*Problem details*.
Find the line that contains "assert!(good.file_scope().is_ok());". Restate it and each following line exactly, through the end of the records.

(Stored data entries)
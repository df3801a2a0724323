//! Invalidation after edits, file notifications and late providers.

use std::fs;
use std::sync::Arc;

use asc::hir::{ProblemKind, ResolvedType, UnitState};
use asc::project::{StringFile, WorkspaceLoader};
use asc::{Project, ProjectConfig, QName, Workspace};

fn project(workspace: &Workspace) -> Arc<Project> {
    workspace
        .create_project(ProjectConfig::new().with_source_path("/src"))
        .unwrap()
}

fn add(workspace: &Workspace, project: &Project, path: &str, text: &str) -> Arc<asc::CompilationUnit> {
    workspace.add_string_file(path, text).unwrap();
    project.add_source_file(path).unwrap()
}

#[test]
fn test_edit_replaces_definitions() {
    let workspace = Workspace::new();
    let project = project(&workspace);
    add(&workspace, &project, "/src/pkg/A.as", "package pkg { public class A {} }");

    let old = project
        .resolve_qname_to_definition(&QName::new("pkg", "A"))
        .unwrap()
        .unwrap();

    workspace
        .add_string_file("/src/pkg/A.as", "package pkg { public class A {} public function helper():void {} }")
        .unwrap();

    let new = project
        .resolve_qname_to_definition(&QName::new("pkg", "A"))
        .unwrap()
        .unwrap();
    assert!(!Arc::ptr_eq(&old, &new));
    assert_ne!(old.id(), new.id());
    assert_eq!(project.lookup_qname(&QName::new("pkg", "A")).unwrap().len(), 1);
    assert!(!project.lookup_qname(&QName::new("pkg", "helper")).unwrap().is_empty());
}

#[test]
fn test_base_edit_invalidates_subclass() {
    let workspace = Workspace::new();
    let project = project(&workspace);
    let base = add(&workspace, &project, "/src/Base.as", "package { public class Base {} }");
    let sub = add(&workspace, &project, "/src/Sub.as", "package { public class Sub extends Base {} }");
    sub.outgoing_dependencies().unwrap();
    let generation = sub.generation();

    workspace
        .add_string_file("/src/Base.as", "package { public class Base { public function f():void {} } }")
        .unwrap();
    assert!(base.generation() > 0);
    assert!(sub.generation() > generation);
    assert_eq!(sub.state(), UnitState::Unparsed);
}

#[test]
fn test_late_provider_clears_unresolved_base() {
    let workspace = Workspace::new();
    let project = project(&workspace);
    let sub = add(&workspace, &project, "/src/Sub.as", "package { public class Sub extends Later {} }");
    sub.outgoing_dependencies().unwrap();
    assert!(
        project
            .problems()
            .iter()
            .any(|p| p.kind == ProblemKind::UnresolvedReference)
    );

    add(&workspace, &project, "/src/Later.as", "package { public class Later {} }");
    sub.outgoing_dependencies().unwrap();
    assert!(
        project
            .problems()
            .iter()
            .all(|p| p.kind != ProblemKind::UnresolvedReference),
        "{:?}",
        project.problems()
    );
    let def = project
        .resolve_qname_to_definition(&QName::top_level("Sub"))
        .unwrap()
        .unwrap();
    assert_eq!(def.resolve_base_class(&project).unwrap().unwrap().qname().name(), "Later");
}

#[test]
fn test_late_provider_invalidates_resolved_definition() {
    let workspace = Workspace::new();
    let project = project(&workspace);
    let unit = add(&workspace, &project, "/src/pkg/A.as", "package pkg { public class A extends B {} }");

    let old = project
        .resolve_qname_to_definition(&QName::new("pkg", "A"))
        .unwrap()
        .unwrap();
    assert!(old.resolve_base_class(&project).unwrap().is_none());
    let generation = unit.generation();

    add(&workspace, &project, "/src/pkg/B.as", "package pkg { public class B {} }");
    assert!(unit.generation() > generation);
    assert!(old.resolve_base_class(&project).unwrap_err().is_interrupted());

    let new = project
        .resolve_qname_to_definition(&QName::new("pkg", "A"))
        .unwrap()
        .unwrap();
    assert!(!Arc::ptr_eq(&old, &new));
    let base = new.resolve_base_class(&project).unwrap().unwrap();
    assert_eq!(base.qname(), &QName::new("pkg", "B"));
    assert_eq!(project.direct_dependencies(unit.id()).len(), 1);
}

#[test]
fn test_late_provider_of_qualified_type() {
    let workspace = Workspace::new();
    let project = project(&workspace);
    let unit = add(
        &workspace,
        &project,
        "/src/A.as",
        "package { public class A { public var item:model.Item; } }",
    );
    let class = project
        .resolve_qname_to_definition(&QName::top_level("A"))
        .unwrap()
        .unwrap();
    let file = project.file_scope_for(class.id()).unwrap();
    let item = file.members(&class, "item")[0].clone();
    assert!(matches!(item.resolve_type(&project).unwrap(), ResolvedType::Unresolved(_)));
    let generation = unit.generation();

    add(&workspace, &project, "/src/model/Item.as", "package model { public class Item {} }");
    assert!(unit.generation() > generation);

    let class = project
        .resolve_qname_to_definition(&QName::top_level("A"))
        .unwrap()
        .unwrap();
    let file = project.file_scope_for(class.id()).unwrap();
    let item = file.members(&class, "item")[0].clone();
    match item.resolve_type(&project).unwrap() {
        ResolvedType::Definition(def) => assert_eq!(def.qname(), &QName::new("model", "Item")),
        other => panic!("unexpected {other:?}"),
    }
}

#[test]
fn test_open_document_overlay_and_close() {
    let workspace = Workspace::new();
    let project = project(&workspace);
    let unit = add(&workspace, &project, "/src/A.as", "package { public class A {} }");
    assert_eq!(unit.qualified_names().unwrap(), vec![QName::top_level("A")]);

    workspace
        .open_document("/src/A.as", "package { public class A {} public class Extra {} }")
        .unwrap();
    assert_eq!(unit.qualified_names().unwrap().len(), 2);

    workspace
        .update_document("/src/A.as", "package { public class A {} }")
        .unwrap();
    assert_eq!(unit.qualified_names().unwrap().len(), 1);
    assert!(project.lookup_qname(&QName::top_level("Extra")).unwrap().is_empty());

    workspace.close_document("/src/A.as").unwrap();
    assert_eq!(unit.qualified_names().unwrap(), vec![QName::top_level("A")]);
}

#[test]
fn test_disk_change_notification() {
    let dir = tempfile::tempdir().unwrap();
    let src = dir.path().join("src");
    fs::create_dir_all(&src).unwrap();
    fs::write(src.join("A.as"), "package { public class A {} }").unwrap();

    let workspace = Workspace::new();
    let project = workspace
        .create_project(ProjectConfig::new().with_source_path(&src))
        .unwrap();
    let units = WorkspaceLoader::new().load_source_roots(&project).unwrap();
    assert_eq!(units.len(), 1);
    let unit = units[0].clone();
    assert_eq!(unit.qualified_names().unwrap(), vec![QName::top_level("A")]);

    fs::write(src.join("A.as"), "package { public class Renamed {} }").unwrap();
    assert!(workspace.file_changed(src.join("A.as")).unwrap() >= 1);
    assert_eq!(unit.qualified_names().unwrap(), vec![QName::top_level("Renamed")]);

    fs::write(src.join("B.as"), "package { public class B extends Renamed {} }").unwrap();
    workspace.file_added(src.join("B.as")).unwrap();
    let b = project
        .resolve_qname_to_compilation_unit(&QName::top_level("B"))
        .unwrap()
        .unwrap();
    b.outgoing_dependencies().unwrap();
    assert_eq!(project.direct_dependencies(b.id()), vec![unit.id()]);

    fs::remove_file(src.join("A.as")).unwrap();
    workspace.file_removed(src.join("A.as")).unwrap();
    assert_eq!(project.units().len(), 1);
    b.outgoing_dependencies().unwrap();
    assert!(
        project
            .problems()
            .iter()
            .any(|p| p.kind == ProblemKind::UnresolvedReference)
    );
}

#[test]
fn test_missing_file_is_unit_local() {
    let workspace = Workspace::new();
    let project = project(&workspace);
    let good = add(&workspace, &project, "/src/Good.as", "package { public class Good {} }");
    let missing = project.add_source_file("/src/Missing.as").unwrap();

    assert!(missing.file_scope().unwrap_err().is_unit_local());
    assert!(good.file_scope().is_ok());
    assert!(
        project
            .problems()
            .iter()
            .any(|p| p.kind == ProblemKind::FileNotFound && p.unit == Some(missing.id()))
    );
    assert!(project.lookup_qname(&QName::top_level("Missing")).unwrap().is_empty());
}

#[test]
fn test_clean_reproduces_graph() {
    let workspace = Workspace::new();
    let project = project(&workspace);
    let a = add(&workspace, &project, "/src/A.as", "package { public class A extends B { public var c:C; } }");
    add(&workspace, &project, "/src/B.as", "package { public class B {} }");
    add(&workspace, &project, "/src/C.as", "package { public class C {} }");

    a.outgoing_dependencies().unwrap();
    let before = project.direct_dependencies(a.id());
    project.clean();
    assert!(project.direct_dependencies(a.id()).is_empty());
    a.outgoing_dependencies().unwrap();
    assert_eq!(project.direct_dependencies(a.id()), before);
    assert_eq!(before.len(), 2);
}

#[test]
fn test_overlay_string_file_replacement() {
    let workspace = Workspace::new();
    let project = project(&workspace);
    let unit = project
        .add_file_specification(Arc::new(StringFile::new("/src/S.as", "package { public class S {} }")))
        .unwrap();
    assert_eq!(unit.qualified_names().unwrap(), vec![QName::top_level("S")]);
    workspace
        .register_file(Arc::new(StringFile::new("/src/S.as", "package { public class T {} }")))
        .unwrap();
    assert_eq!(unit.qualified_names().unwrap(), vec![QName::top_level("T")]);
}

*Task answer*.
    assert!(good.file_scope().is_ok());
    assert!(
        project
            .problems()
            .iter()
            .any(|p| p.kind == ProblemKind::FileNotFound && p.unit == Some(missing.id()))
    );
    assert!(project.lookup_qname(&QName::top_level("Missing")).unwrap().is_empty());
}

#[test]
fn test_clean_reproduces_graph() {
    let workspace = Workspace::new();
    let project = project(&workspace);
    let a = add(&workspace, &project, "/src/A.as", "package { public class A extends B { public var c:C; } }");
    add(&workspace, &project, "/src/B.as", "package { public class B {} }");
    add(&workspace, &project, "/src/C.as", "package { public class C {} }");

    a.outgoing_dependencies().unwrap();
    let before = project.direct_dependencies(a.id());
    project.clean();
    assert!(project.direct_dependencies(a.id()).is_empty());
    a.outgoing_dependencies().unwrap();
    assert_eq!(project.direct_dependencies(a.id()), before);
    assert_eq!(before.len(), 2);
}

#[test]
fn test_overlay_string_file_replacement() {
    let workspace = Workspace::new();
    let project = project(&workspace);
    let unit = project
        .add_file_specification(Arc::new(StringFile::new("/src/S.as", "package { public class S {} }")))
        .unwrap();
    assert_eq!(unit.qualified_names().unwrap(), vec![QName::top_level("S")]);
    workspace
        .register_file(Arc::new(StringFile::new("/src/S.as", "package { public class T {} }")))
        .unwrap();
    assert_eq!(unit.qualified_names().unwrap(), vec![QName::top_level("T")]);
}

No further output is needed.